• _WHAT YOU HAVE TO DO_
Say how many lines of the data below have the word "whose" in them. Add nothing else.

• _Source records_
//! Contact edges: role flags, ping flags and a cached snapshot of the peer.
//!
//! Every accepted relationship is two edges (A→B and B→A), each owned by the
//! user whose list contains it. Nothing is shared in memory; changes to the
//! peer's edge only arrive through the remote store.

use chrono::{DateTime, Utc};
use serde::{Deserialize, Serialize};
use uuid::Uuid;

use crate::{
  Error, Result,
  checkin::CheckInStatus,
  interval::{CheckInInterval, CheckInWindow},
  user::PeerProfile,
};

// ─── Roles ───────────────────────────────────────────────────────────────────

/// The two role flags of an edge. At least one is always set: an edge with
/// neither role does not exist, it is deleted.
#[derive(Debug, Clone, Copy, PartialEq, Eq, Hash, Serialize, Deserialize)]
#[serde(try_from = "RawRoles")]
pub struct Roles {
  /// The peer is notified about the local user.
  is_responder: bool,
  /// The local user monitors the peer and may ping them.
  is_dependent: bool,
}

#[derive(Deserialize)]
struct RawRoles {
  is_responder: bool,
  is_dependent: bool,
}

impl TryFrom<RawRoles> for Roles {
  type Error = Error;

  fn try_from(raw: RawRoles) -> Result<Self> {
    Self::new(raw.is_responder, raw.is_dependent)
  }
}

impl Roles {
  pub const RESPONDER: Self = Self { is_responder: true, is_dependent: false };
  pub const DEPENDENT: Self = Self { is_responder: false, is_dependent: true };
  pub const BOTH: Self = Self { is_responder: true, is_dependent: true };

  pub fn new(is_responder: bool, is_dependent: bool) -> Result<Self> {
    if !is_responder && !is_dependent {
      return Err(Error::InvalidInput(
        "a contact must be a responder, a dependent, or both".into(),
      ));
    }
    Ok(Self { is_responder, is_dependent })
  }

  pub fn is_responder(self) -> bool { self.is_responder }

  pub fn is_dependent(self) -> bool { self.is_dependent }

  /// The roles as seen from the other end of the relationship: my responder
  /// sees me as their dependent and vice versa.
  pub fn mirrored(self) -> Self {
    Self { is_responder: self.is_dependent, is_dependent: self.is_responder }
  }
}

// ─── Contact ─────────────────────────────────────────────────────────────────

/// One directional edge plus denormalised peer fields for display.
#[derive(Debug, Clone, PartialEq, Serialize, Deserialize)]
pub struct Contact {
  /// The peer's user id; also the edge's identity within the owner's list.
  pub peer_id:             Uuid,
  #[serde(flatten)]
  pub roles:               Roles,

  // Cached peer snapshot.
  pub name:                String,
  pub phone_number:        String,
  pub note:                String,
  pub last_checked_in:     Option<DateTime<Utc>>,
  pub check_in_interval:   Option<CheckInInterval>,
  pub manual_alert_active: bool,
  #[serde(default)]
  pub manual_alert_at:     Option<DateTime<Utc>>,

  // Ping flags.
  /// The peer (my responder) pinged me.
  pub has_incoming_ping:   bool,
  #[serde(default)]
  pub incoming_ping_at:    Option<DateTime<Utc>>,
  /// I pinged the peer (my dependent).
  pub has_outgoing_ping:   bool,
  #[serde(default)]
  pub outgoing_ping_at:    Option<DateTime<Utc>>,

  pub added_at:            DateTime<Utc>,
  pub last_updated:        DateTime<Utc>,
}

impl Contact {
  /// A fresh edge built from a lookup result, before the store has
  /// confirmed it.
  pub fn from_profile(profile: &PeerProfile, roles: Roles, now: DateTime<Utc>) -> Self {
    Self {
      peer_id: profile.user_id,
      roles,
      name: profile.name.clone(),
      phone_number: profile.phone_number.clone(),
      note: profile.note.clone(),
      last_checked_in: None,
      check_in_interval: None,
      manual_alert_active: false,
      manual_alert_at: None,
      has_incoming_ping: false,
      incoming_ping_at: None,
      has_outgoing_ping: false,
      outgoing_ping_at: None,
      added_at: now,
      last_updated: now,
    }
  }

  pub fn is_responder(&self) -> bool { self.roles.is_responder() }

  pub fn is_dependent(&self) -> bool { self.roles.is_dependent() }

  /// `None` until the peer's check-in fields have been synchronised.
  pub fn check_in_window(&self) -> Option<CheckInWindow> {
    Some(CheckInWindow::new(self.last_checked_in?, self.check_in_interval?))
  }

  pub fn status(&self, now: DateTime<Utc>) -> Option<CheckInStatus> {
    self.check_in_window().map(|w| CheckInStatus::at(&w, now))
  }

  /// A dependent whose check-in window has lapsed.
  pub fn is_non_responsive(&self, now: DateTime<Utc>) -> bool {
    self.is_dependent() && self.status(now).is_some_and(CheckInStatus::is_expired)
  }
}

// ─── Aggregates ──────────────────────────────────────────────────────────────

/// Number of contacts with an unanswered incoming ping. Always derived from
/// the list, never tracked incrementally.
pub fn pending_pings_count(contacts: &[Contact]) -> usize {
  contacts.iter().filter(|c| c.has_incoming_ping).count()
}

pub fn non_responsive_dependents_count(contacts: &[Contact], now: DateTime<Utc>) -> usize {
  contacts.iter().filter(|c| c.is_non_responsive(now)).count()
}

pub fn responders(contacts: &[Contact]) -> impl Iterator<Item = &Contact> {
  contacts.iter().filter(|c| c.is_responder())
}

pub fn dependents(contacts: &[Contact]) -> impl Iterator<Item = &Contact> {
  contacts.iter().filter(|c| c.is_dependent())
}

• _WRITTEN REPLY_
2